* **What is expected**
Retype exactly the lines below, beginning with the first and ending with the line where "const REFINEMENT_RULES: &str" appears.

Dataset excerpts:
»»
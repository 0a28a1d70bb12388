// All LLM prompt text for the Generation module.
// Reuses cross-cutting fragments from llm_client::prompts.
//
// Builders are pure: identical inputs produce byte-identical prompts.

use crate::generation::error::GenerationError;
use crate::generation::schema;
use crate::llm_client::prompts::{GROUNDING_INSTRUCTION, JSON_ONLY_SYSTEM};
use crate::models::resume::ResumeDocument;

/// Role line for fresh generation.
const GENERATION_ROLE: &str = "You are an expert resume writer who tailors a candidate's real \
    background to one specific job description.";

/// Style and length rules for fresh generation.
const GENERATION_RULES: &str = "\
RULES:
1. Output strict JSON only: one object matching the structure given by the user.
2. The resume must fit on ONE printed page. Aim to fill 95-100% of the page and never spill onto a second page.
3. Bullets are short, ideally one line, and start with a strong action verb.
4. Quantify impact wherever the background supports it (numbers, percentages, scale, time or money saved).
5. Include roughly 3-5 experience entries with 3-4 bullets each, most relevant to the target job first.
6. Keep the summary to 2-3 sentences.
7. Put the skills the target job asks for first, but only skills the candidate actually has.";

/// Role line for refinement.
const REFINEMENT_ROLE: &str =
    "You are an expert resume editor revising an existing one-page resume according to the \
    candidate's feedback.";

/// Editing rules for refinement.
const REFINEMENT_RULES: &str = "\
RULES:
1. If the feedback asks to condense or shorten: shorten bullets, merge overlapping bullets, and drop the lowest-impact items first.
2. If the feedback asks to expand or add detail: add quantified detail grounded in what the resume already says.
3. Preserve the section structure and every field name exactly.
4. Preserve every quantifiable result (numbers, percentages, amounts) unless the feedback explicitly asks to remove it.
5. Leave sections the feedback does not mention unchanged.
6. Output strict JSON only: the complete revised resume object, not a diff.";

/// Formatting rules appended to every user prompt.
const FORMATTING_RULES: &str = "\
FORMATTING RULES:
- Respond with the JSON object only.
- No commentary, no markdown code fences, no delimiters before or after the JSON.
- Every list item is a plain string.
- Omit optional fields you have no facts for; never emit null or placeholder text.";

/// The pair of texts sent to the provider for one generation call.
#[derive(Debug, Clone, PartialEq, Eq)]
pub struct PromptPair {
    pub system: String,
    pub user: String,
}

/// Builds generation and refinement prompts.
///
/// `content_rules` are deployment-specific shaping rules loaded from
/// configuration (e.g. "keep the internship to a single bullet"). They are
/// appended verbatim to both system prompts.
#[derive(Debug, Clone, Default)]
pub struct PromptBuilder {
    content_rules: Vec<String>,
}

impl PromptBuilder {
    pub fn new(content_rules: Vec<String>) -> Self {
        Self { content_rules }
    }

    /// Prompt for a fresh resume. Callers must reject blank inputs first.
    pub fn build_generation_prompt(&self, about_me: &str, target_text: &str) -> PromptPair {
        let system = self.system_text(&[
            GENERATION_ROLE,
            JSON_ONLY_SYSTEM,
            GENERATION_RULES,
            GROUNDING_INSTRUCTION,
        ]);

        let user = format!(
            "ABOUT ME (the only source of facts):\n{about_me}\n\n\
            TARGET JOB:\n{target_text}\n\n\
            OUTPUT STRUCTURE (field names are exact; values describe what to write):\n{template}\n\n\
            {FORMATTING_RULES}",
            about_me = about_me.trim(),
            target_text = target_text.trim(),
            template = schema::template_text(),
        );

        PromptPair { system, user }
    }

    /// Prompt for revising `prior` according to `feedback`.
    pub fn build_refinement_prompt(
        &self,
        prior: &ResumeDocument,
        feedback: &str,
    ) -> Result<PromptPair, GenerationError> {
        let system = self.system_text(&[
            REFINEMENT_ROLE,
            JSON_ONLY_SYSTEM,
            REFINEMENT_RULES,
            GROUNDING_INSTRUCTION,
        ]);

        let resume_json = serde_json::to_string_pretty(prior).map_err(|e| {
            GenerationError::MalformedRefinementInput(format!("failed to serialize resume: {e}"))
        })?;

        let user = format!(
            "CURRENT RESUME (JSON):\n{resume_json}\n\n\
            FEEDBACK:\n{feedback}\n\n\
            Return the complete revised resume with the same structure.\n\n\
            {FORMATTING_RULES}"
        );

        Ok(PromptPair { system, user })
    }

    fn system_text(&self, sections: &[&str]) -> String {
        let mut text = sections.join("\n\n");
        if !self.content_rules.is_empty() {
            text.push_str("\n\nADDITIONAL CONTENT RULES (always apply):");
            for rule in &self.content_rules {
                text.push_str("\n- ");
                text.push_str(rule);
            }
        }
        text
    }
}

/// Parses a content-rules file: one rule per line, blank lines and `#`
/// comments ignored.
pub fn parse_content_rules(text: &str) -> Vec<String> {
    text.lines()
        .map(str::trim)
        .filter(|line| !line.is_empty() && !line.starts_with('#'))
        .map(str::to_string)
        .collect()
}
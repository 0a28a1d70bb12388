//! Test doubles and fixtures shared by the generation, routes, and render tests.

use std::collections::VecDeque;
use std::sync::atomic::{AtomicUsize, Ordering};
use std::sync::Mutex;

use async_trait::async_trait;
use serde_json::{json, Value};

use crate::llm_client::{CompletionRequest, LlmError, TextProvider};
use crate::models::resume::ResumeDocument;

/// One scripted provider reply, consumed in order.
pub enum Reply {
    Text(String),
    Reject(u16, String),
    Empty,
    /// Never resolves.
    Hang,
}

impl Reply {
    pub fn json(value: Value) -> Self {
        Reply::Text(value.to_string())
    }
}

/// A `TextProvider` that replays a script and records what it was asked.
/// Running past the end of the script hangs, like a provider that never answers.
#[derive(Default)]
pub struct ScriptedProvider {
    replies: Mutex<VecDeque<Reply>>,
    calls: AtomicUsize,
    requests: Mutex<Vec<(bool, String, String)>>,
}

impl ScriptedProvider {
    pub fn new(replies: Vec<Reply>) -> Self {
        Self {
            replies: Mutex::new(replies.into()),
            ..Default::default()
        }
    }

    pub fn calls(&self) -> usize {
        self.calls.load(Ordering::SeqCst)
    }

    /// Whether each call carried a schema, in call order.
    pub fn schema_flags(&self) -> Vec<bool> {
        self.requests.lock().unwrap().iter().map(|r| r.0).collect()
    }

    pub fn system_prompts(&self) -> Vec<String> {
        self.requests.lock().unwrap().iter().map(|r| r.1.clone()).collect()
    }

    pub fn user_prompts(&self) -> Vec<String> {
        self.requests.lock().unwrap().iter().map(|r| r.2.clone()).collect()
    }
}

#[async_trait]
impl TextProvider for ScriptedProvider {
    async fn complete(&self, request: CompletionRequest<'_>) -> Result<String, LlmError> {
        self.calls.fetch_add(1, Ordering::SeqCst);
        self.requests.lock().unwrap().push((
            request.schema.is_some(),
            request.system.to_string(),
            request.user.to_string(),
        ));

        let reply = self.replies.lock().unwrap().pop_front();
        match reply {
            Some(Reply::Text(text)) => Ok(text),
            Some(Reply::Reject(status, message)) => Err(LlmError::Api { status, message }),
            Some(Reply::Empty) => Err(LlmError::EmptyContent),
            Some(Reply::Hang) | None => std::future::pending().await,
        }
    }
}

/// A fully populated, schema-shaped resume. Every schema field is present.
pub fn sample_resume_json() -> Value {
    json!({
        "name": "Ada Lovelace",
        "title": "Senior Backend Engineer",
        "contact": {
            "email": "ada@example.com",
            "phone": "+44 20 7946 0000",
            "location": "London, UK",
            "website": "https://ada.dev",
            "linkedin": "https://linkedin.com/in/ada",
            "github": "https://github.com/ada"
        },
        "summary": "Backend engineer with 6 years building low-latency Rust services.",
        "skills": {
            "core": ["Rust", "Distributed systems"],
            "tools": ["Kubernetes", "PostgreSQL"],
            "other": ["Technical writing"]
        },
        "experience": [
            {
                "company": "Acme",
                "role": "Senior Engineer",
                "location": "Remote",
                "startDate": "Jan 2021",
                "endDate": "Present",
                "bullets": [
                    "Cut p99 latency 40% by redesigning the caching layer",
                    "Led migration of 30 services to Kubernetes",
                    "Mentored 4 engineers through promotion"
                ]
            }
        ],
        "projects": [
            {
                "name": "Engine",
                "description": "Open-source job scheduler.",
                "bullets": ["Reached 2k GitHub stars"],
                "link": "https://github.com/ada/engine",
                "technologies": ["Rust", "Tokio"]
            }
        ],
        "education": [
            {
                "school": "University of London",
                "degree": "BSc Mathematics",
                "graduationDate": "2017",
                "details": ["First-class honours"]
            }
        ],
        "certifications": ["CKA"]
    })
}

pub fn sample_resume() -> ResumeDocument {
    serde_json::from_value(sample_resume_json()).unwrap()
}
//! Incremental extraction of a paged upstream dataset
//!
//! # Modules
//!
//! - [`fetcher`] - page retrieval from the upstream API
//! - [`chunk`] - chunk object naming and persistence
//! - [`cursor`] - the durable resume point
//! - [`announcer`] - job messages for the cleaning stage
//! - [`lease`] - one run per partition label at a time
//! - [`orchestrator`] - the run loop tying everything together
//! - [`reconcile`] - re-announcing chunks that were never picked up

pub mod announcer;
pub mod chunk;
pub mod cursor;
pub mod fetcher;
pub mod lease;
pub mod models;
pub mod orchestrator;
pub mod reconcile;

pub use announcer::JobAnnouncer;
pub use chunk::ChunkWriter;
pub use cursor::CursorStore;
pub use fetcher::{FetchError, HttpPageFetcher, PageSource};
pub use lease::{LeaseRegistry, PartitionLease};
pub use models::{Page, Record};
pub use orchestrator::{ExtractRequest, Extractor};
pub use reconcile::{reannounce, ReannounceReport, ReconcileError};

use anyhow::Context;
use std::sync::Arc;

use crate::{config::Config, queue::AmqpConnector, storage::S3Store};

/// Wire the production collaborators (S3, AMQP, HTTP) into an [`Extractor`].
pub fn build_extractor(config: &Config) -> anyhow::Result<Extractor> {
    let store = S3Store::new(config.storage.clone());
    let queue = AmqpConnector::new(&config.queue);
    let source =
        HttpPageFetcher::new(&config.extract).context("Failed to build upstream HTTP client")?;

    Ok(Extractor::new(
        config.extract.clone(),
        Arc::new(store),
        Arc::new(queue),
        Arc::new(source),
    ))
}
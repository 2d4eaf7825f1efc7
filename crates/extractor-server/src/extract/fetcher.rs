//! Page retrieval from the upstream tabular API
//!
//! The upstream speaks Socrata-style paging: `?$limit=<n>&$offset=<k>` returns
//! a JSON array of row objects. An empty array means there is nothing left.

use async_trait::async_trait;
use reqwest::{Client, StatusCode};
use tracing::{debug, instrument};

use super::models::{Page, Record};
use crate::config::ExtractConfig;

/// Every variant is transient from the run's point of view: the loop stops and
/// keeps what it already wrote.
#[derive(Debug, thiserror::Error)]
pub enum FetchError {
    #[error("Request for offset {offset} failed: {source}")]
    Request {
        offset: u64,
        #[source]
        source: reqwest::Error,
    },

    #[error("Upstream returned HTTP {status} for offset {offset}")]
    Status { offset: u64, status: StatusCode },

    #[error("Failed to decode page at offset {offset}: {source}")]
    Decode {
        offset: u64,
        #[source]
        source: serde_json::Error,
    },
}

#[async_trait]
pub trait PageSource: Send + Sync {
    /// Fetch up to `limit` records starting at `base_offset`.
    async fn fetch(&self, base_offset: u64, limit: u64) -> Result<Page, FetchError>;
}

/// reqwest-backed [`PageSource`]
pub struct HttpPageFetcher {
    client: Client,
    base_url: String,
}

impl HttpPageFetcher {
    pub fn new(config: &ExtractConfig) -> Result<Self, reqwest::Error> {
        let client = Client::builder()
            .timeout(config.request_timeout)
            .user_agent(concat!("extractor/", env!("CARGO_PKG_VERSION")))
            .build()?;

        Ok(Self {
            client,
            base_url: config.api_base_url.clone(),
        })
    }
}

#[async_trait]
impl PageSource for HttpPageFetcher {
    #[instrument(skip(self), fields(url = %self.base_url))]
    async fn fetch(&self, base_offset: u64, limit: u64) -> Result<Page, FetchError> {
        let response = self
            .client
            .get(&self.base_url)
            .query(&[("$limit", limit), ("$offset", base_offset)])
            .send()
            .await
            .map_err(|source| FetchError::Request {
                offset: base_offset,
                source,
            })?;

        let status = response.status();
        if !status.is_success() {
            return Err(FetchError::Status {
                offset: base_offset,
                status,
            });
        }

        let body = response.bytes().await.map_err(|source| FetchError::Request {
            offset: base_offset,
            source,
        })?;

        let records: Vec<Record> =
            serde_json::from_slice(&body).map_err(|source| FetchError::Decode {
                offset: base_offset,
                source,
            })?;

        debug!(records = records.len(), bytes = body.len(), "Fetched page");

        Ok(Page::new(base_offset, records))
    }
}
««
* **Exercise solution**
repository 0a28a1d70bb12388
// All LLM prompt text for the Generation module.
// Reuses cross-cutting fragments from llm_client::prompts.
//
// Builders are pure: identical inputs produce byte-identical prompts.

use crate::generation::error::GenerationError;
use crate::generation::schema;
use crate::llm_client::prompts::{GROUNDING_INSTRUCTION, JSON_ONLY_SYSTEM};
use crate::models::resume::ResumeDocument;

/// Role line for fresh generation.
const GENERATION_ROLE: &str = "You are an expert resume writer who tailors a candidate's real \
    background to one specific job description.";

/// Style and length rules for fresh generation.
const GENERATION_RULES: &str = "\
RULES:
1. Output strict JSON only: one object matching the structure given by the user.
2. The resume must fit on ONE printed page. Aim to fill 95-100% of the page and never spill onto a second page.
3. Bullets are short, ideally one line, and start with a strong action verb.
4. Quantify impact wherever the background supports it (numbers, percentages, scale, time or money saved).
5. Include roughly 3-5 experience entries with 3-4 bullets each, most relevant to the target job first.
6. Keep the summary to 2-3 sentences.
7. Put the skills the target job asks for first, but only skills the candidate actually has.";

/// Role line for refinement.
const REFINEMENT_ROLE: &str =
    "You are an expert resume editor revising an existing one-page resume according to the \
    candidate's feedback.";

/// Editing rules for refinement.
const REFINEMENT_RULES: &str = "\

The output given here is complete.